◆ Directions ◆
Within the entries below, find the portion that opens with the line containing "use crate::models::RawArticle;" and closes with the line containing "fn sel(s: &str)". Retype that portion exactly and only.

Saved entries
BEGIN
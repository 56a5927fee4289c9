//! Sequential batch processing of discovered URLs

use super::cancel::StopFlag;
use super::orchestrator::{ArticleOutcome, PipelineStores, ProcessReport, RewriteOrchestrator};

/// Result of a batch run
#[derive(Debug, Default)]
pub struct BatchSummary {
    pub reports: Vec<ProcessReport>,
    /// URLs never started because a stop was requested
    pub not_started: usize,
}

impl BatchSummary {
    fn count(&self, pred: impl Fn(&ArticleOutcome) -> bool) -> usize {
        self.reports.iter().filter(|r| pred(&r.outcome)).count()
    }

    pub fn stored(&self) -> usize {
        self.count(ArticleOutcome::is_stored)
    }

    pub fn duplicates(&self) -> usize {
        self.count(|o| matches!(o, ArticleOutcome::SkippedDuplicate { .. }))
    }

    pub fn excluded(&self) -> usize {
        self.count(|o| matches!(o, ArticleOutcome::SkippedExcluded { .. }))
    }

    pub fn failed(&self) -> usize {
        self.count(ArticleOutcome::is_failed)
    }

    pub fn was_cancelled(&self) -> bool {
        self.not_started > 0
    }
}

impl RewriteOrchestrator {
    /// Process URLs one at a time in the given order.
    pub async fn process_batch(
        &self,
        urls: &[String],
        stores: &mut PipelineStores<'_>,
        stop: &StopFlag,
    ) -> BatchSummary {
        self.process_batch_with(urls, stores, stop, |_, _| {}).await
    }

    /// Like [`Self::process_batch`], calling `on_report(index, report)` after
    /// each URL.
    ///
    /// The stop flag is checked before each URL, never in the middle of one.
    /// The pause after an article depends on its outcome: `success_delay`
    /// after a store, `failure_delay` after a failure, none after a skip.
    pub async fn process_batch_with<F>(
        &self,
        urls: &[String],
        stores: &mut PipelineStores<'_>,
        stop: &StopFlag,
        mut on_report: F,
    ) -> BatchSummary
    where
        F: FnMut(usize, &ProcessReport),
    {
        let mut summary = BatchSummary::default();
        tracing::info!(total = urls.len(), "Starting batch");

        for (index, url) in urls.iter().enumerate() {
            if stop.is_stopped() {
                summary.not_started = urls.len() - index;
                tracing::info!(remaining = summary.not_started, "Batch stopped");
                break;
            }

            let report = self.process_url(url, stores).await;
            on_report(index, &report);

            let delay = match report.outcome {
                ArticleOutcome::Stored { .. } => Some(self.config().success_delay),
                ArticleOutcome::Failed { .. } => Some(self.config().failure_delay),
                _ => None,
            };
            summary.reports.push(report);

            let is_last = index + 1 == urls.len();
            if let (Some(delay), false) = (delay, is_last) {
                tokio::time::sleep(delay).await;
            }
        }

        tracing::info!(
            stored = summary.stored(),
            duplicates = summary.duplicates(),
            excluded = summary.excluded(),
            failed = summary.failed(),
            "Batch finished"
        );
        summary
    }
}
END
BEGIN
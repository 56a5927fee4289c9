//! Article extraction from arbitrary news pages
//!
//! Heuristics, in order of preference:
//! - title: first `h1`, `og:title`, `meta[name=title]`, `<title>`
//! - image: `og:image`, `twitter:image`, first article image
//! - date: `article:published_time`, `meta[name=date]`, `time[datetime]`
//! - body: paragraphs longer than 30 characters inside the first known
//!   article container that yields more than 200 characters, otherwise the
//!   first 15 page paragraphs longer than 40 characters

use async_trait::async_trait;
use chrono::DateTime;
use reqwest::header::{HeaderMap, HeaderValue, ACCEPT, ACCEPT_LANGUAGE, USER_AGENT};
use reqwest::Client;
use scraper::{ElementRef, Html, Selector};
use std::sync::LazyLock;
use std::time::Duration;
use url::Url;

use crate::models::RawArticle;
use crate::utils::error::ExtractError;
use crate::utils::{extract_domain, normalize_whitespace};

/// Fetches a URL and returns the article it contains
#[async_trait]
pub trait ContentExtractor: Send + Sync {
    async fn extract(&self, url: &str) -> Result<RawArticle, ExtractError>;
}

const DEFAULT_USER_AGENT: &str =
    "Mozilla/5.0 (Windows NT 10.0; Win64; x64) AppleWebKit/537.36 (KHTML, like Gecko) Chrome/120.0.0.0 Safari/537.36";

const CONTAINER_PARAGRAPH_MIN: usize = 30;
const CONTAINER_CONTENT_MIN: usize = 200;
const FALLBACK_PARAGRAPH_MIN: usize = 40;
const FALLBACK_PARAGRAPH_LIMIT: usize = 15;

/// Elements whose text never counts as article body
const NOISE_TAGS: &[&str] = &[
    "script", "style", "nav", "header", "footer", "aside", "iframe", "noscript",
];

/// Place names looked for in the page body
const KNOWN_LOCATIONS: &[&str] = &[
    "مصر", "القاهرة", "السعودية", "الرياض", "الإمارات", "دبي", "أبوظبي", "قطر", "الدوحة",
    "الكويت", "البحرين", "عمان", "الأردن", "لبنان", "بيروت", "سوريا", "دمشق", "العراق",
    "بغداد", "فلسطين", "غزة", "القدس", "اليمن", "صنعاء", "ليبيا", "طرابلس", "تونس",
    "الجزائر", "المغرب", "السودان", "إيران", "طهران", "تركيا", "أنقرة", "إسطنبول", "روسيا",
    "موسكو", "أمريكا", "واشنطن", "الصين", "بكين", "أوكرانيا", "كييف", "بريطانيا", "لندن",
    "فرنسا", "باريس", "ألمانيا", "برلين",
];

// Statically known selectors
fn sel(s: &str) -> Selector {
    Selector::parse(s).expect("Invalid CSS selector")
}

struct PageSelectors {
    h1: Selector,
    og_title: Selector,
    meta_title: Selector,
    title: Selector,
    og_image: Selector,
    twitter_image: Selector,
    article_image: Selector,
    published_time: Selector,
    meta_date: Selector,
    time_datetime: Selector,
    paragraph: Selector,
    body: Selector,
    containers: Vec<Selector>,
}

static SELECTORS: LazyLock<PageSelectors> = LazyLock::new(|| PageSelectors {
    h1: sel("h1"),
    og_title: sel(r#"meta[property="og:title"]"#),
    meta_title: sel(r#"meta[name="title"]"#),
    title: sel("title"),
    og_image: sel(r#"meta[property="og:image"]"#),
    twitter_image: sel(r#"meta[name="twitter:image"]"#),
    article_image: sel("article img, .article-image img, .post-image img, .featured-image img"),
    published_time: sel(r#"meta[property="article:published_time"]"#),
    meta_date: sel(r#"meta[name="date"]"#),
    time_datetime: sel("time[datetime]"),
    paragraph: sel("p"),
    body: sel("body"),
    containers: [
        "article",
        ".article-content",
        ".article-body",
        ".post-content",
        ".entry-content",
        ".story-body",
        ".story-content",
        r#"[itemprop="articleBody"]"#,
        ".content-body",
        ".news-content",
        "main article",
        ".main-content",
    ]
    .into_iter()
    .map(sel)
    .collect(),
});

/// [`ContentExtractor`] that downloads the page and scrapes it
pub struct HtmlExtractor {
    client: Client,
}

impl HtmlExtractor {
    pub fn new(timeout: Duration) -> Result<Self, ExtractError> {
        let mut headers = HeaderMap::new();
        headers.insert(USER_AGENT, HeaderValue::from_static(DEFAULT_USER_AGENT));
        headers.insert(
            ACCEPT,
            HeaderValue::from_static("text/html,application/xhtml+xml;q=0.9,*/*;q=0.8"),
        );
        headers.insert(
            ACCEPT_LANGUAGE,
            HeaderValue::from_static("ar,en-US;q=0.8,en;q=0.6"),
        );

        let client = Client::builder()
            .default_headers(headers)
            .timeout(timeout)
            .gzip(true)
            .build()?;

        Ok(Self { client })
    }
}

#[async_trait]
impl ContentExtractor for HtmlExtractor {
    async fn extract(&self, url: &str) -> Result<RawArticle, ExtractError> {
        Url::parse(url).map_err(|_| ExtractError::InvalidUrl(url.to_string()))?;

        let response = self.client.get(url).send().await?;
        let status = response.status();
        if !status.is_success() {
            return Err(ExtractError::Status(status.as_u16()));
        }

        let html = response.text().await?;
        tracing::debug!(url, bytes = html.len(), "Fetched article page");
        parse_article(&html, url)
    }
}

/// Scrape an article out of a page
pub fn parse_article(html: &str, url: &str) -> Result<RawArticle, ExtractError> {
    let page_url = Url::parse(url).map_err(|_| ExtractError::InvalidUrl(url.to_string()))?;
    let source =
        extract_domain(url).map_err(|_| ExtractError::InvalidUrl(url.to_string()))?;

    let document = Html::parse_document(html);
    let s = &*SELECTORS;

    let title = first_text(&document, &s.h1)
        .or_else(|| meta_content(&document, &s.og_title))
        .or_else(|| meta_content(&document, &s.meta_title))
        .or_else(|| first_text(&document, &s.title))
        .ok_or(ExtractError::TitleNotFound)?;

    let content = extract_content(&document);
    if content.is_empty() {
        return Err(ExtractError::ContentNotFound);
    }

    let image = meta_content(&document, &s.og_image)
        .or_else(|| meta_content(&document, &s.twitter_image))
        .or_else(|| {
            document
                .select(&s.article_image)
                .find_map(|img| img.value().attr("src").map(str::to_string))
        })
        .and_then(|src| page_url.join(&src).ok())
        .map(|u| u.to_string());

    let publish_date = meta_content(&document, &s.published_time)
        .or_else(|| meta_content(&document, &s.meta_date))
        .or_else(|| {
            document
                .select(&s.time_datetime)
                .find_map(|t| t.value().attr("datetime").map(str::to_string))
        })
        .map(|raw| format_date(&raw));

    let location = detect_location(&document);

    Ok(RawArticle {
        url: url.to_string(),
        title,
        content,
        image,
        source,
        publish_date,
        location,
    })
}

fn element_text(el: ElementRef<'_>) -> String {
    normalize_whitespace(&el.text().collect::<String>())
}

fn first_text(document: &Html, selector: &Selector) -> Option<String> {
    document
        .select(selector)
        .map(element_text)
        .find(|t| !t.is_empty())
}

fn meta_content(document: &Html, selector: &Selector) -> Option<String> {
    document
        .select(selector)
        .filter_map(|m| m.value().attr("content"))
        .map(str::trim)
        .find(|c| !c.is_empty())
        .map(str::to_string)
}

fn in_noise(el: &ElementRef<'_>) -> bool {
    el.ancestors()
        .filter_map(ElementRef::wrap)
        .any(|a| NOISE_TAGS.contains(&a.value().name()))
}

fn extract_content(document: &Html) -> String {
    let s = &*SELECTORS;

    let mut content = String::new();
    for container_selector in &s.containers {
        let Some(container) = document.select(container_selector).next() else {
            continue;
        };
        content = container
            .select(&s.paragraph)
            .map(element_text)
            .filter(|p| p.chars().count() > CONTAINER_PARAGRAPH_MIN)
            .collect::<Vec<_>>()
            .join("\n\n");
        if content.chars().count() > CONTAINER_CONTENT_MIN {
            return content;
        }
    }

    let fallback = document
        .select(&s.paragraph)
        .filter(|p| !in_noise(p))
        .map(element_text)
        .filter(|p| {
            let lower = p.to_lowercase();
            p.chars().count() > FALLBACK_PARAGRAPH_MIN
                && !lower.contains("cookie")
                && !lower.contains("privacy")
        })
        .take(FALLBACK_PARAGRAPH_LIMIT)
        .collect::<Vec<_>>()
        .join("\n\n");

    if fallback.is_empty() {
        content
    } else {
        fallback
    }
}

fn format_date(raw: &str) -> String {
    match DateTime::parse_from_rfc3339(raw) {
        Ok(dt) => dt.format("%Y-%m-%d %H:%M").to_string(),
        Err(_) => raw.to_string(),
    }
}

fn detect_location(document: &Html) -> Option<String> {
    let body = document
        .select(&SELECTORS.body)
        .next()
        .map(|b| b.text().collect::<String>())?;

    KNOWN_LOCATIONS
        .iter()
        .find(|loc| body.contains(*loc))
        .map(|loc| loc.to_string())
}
END
BEGIN
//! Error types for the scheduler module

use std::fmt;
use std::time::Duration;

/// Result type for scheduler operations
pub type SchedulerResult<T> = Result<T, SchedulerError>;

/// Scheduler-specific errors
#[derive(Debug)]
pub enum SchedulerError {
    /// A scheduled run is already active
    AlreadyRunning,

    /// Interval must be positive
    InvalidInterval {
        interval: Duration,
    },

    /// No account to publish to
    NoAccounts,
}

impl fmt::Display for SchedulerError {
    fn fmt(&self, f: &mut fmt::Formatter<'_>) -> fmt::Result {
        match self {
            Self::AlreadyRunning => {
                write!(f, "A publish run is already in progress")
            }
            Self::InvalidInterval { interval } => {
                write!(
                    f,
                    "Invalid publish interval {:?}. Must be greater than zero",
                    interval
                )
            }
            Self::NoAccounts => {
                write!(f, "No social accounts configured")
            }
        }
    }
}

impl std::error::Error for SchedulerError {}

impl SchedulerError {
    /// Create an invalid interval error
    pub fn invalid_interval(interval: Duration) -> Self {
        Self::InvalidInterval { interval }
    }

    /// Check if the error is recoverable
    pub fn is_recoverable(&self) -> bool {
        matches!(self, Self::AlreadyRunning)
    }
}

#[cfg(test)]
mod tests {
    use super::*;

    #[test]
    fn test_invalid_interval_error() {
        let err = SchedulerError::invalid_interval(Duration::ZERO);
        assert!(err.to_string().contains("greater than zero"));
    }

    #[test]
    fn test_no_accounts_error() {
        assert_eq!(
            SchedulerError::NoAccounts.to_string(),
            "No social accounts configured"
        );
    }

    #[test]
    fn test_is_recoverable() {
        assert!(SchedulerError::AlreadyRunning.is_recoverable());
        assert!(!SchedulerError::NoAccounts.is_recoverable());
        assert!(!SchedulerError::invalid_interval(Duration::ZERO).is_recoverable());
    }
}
END
◆ Answer space ◆
use crate::models::RawArticle;
use crate::utils::error::ExtractError;
use crate::utils::{extract_domain, normalize_whitespace};

/// Fetches a URL and returns the article it contains
#[async_trait]
pub trait ContentExtractor: Send + Sync {
    async fn extract(&self, url: &str) -> Result<RawArticle, ExtractError>;
}

const DEFAULT_USER_AGENT: &str =
    "Mozilla/5.0 (Windows NT 10.0; Win64; x64) AppleWebKit/537.36 (KHTML, like Gecko) Chrome/120.0.0.0 Safari/537.36";

const CONTAINER_PARAGRAPH_MIN: usize = 30;
const CONTAINER_CONTENT_MIN: usize = 200;
const FALLBACK_PARAGRAPH_MIN: usize = 40;
const FALLBACK_PARAGRAPH_LIMIT: usize = 15;

/// Elements whose text never counts as article body
const NOISE_TAGS: &[&str] = &[
    "script", "style", "nav", "header", "footer", "aside", "iframe", "noscript",
];

/// Place names looked for in the page body
const KNOWN_LOCATIONS: &[&str] = &[
    "مصر", "القاهرة", "السعودية", "الرياض", "الإمارات", "دبي", "أبوظبي", "قطر", "الدوحة",
    "الكويت", "البحرين", "عمان", "الأردن", "لبنان", "بيروت", "سوريا", "دمشق", "العراق",
    "بغداد", "فلسطين", "غزة", "القدس", "اليمن", "صنعاء", "ليبيا", "طرابلس", "تونس",
    "الجزائر", "المغرب", "السودان", "إيران", "طهران", "تركيا", "أنقرة", "إسطنبول", "روسيا",
    "موسكو", "أمريكا", "واشنطن", "الصين", "بكين", "أوكرانيا", "كييف", "بريطانيا", "لندن",
    "فرنسا", "باريس", "ألمانيا", "برلين",
];

// Statically known selectors
fn sel(s: &str) -> Selector {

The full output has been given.